-- Stored items --
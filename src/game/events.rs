use super::types::Cell;
use serde::Serialize;

#[derive(Debug, Clone, Copy, PartialEq, Eq, Serialize)]
#[serde(rename_all = "camelCase")]
pub enum Collision {
  Wall,
  SelfBody,
}

/// Everything a renderer or the audio/haptics layer may want to react to.
#[derive(Debug, Clone, PartialEq, Serialize)]
#[serde(tag = "type", rename_all = "camelCase")]
pub enum GameEvent {
  CountdownTick { label: &'static str },
  CountdownFinished,
  FoodEaten { cell: Cell, score: u32 },
  NewBest { score: u32 },
  TotemSpawned { cell: Cell },
  TotemExpired,
  TotemCollected { cell: Cell },
  GateUsed { from: Cell, to: Cell },
  GateExpired,
  Overheated { until: f64 },
  StormStarted { until: f64 },
  StormEnded,
  GameOver { cause: Collision, score: u32 },
}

-- Work item --
Go through the entries above and tally each line that has the word "Collision"; reply with the tally and nothing else.

-- Solution to this problem --
2